Line by line, please look for the word "bytes" in the following records, then copy each line you find it in.
_ _ _ _ _
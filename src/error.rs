use thiserror::Error;

/// Failure to encode or decode a piece of the DNS wire format.
#[derive(Debug, Error)]
pub enum FormatError {
    #[error("message of {0} bytes is shorter than a dns header")]
    TooShort(usize),
    #[error("header must be exactly 12 bytes, got {0}")]
    HeaderLength(usize),
    #[error("unexpected end of data")]
    Truncated,
    #[error("empty label in name {0:?}")]
    EmptyLabel(String),
    #[error("label of {0} bytes is longer than 63")]
    LabelTooLong(usize),
    #[error("name is longer than 255 bytes")]
    NameTooLong,
    #[error("unsupported label type {0:#04x}")]
    LabelType(u8),
    #[error("compression pointers nested deeper than {0} hops")]
    PointerLoop(usize),
    #[error("compression pointer to offset {0} is outside the message")]
    PointerOutOfRange(usize),
    #[error("label is not valid utf-8")]
    Utf8(#[from] std::string::FromUtf8Error),
    #[error("record data of {0} bytes does not fit a 16-bit length")]
    DataTooLong(usize),
    #[error("txt entry of {0} bytes is longer than 255")]
    TxtTooLong(usize),
    #[error("{0} bytes follow the sections declared in the header")]
    TrailingData(usize),
}

impl From<std::io::Error> for FormatError {
    fn from(_: std::io::Error) -> Self {
        // cursor reads and writes only fail on running out of bytes
        FormatError::Truncated
    }
}

#[derive(Debug, Error)]
pub enum Error {
    #[error("malformed dns message: {0}")]
    Format(#[from] FormatError),
    #[error("transport error: {0}")]
    Transport(#[from] std::io::Error),
    #[error("invalid state: {0}")]
    InvalidState(&'static str),
    #[error("invalid address {0:?}")]
    InvalidAddress(String),
    #[error("operation cancelled")]
    Cancelled,
}

pub type Result<T, E = Error> = std::result::Result<T, E>;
_ _ _ _ _
_Response to this task_
    #[error("message of {0} bytes is shorter than a dns header")]
    #[error("header must be exactly 12 bytes, got {0}")]
    #[error("label of {0} bytes is longer than 63")]
    #[error("name is longer than 255 bytes")]
    #[error("record data of {0} bytes does not fit a 16-bit length")]
    #[error("txt entry of {0} bytes is longer than 255")]
    #[error("{0} bytes follow the sections declared in the header")]
        // cursor reads and writes only fail on running out of bytes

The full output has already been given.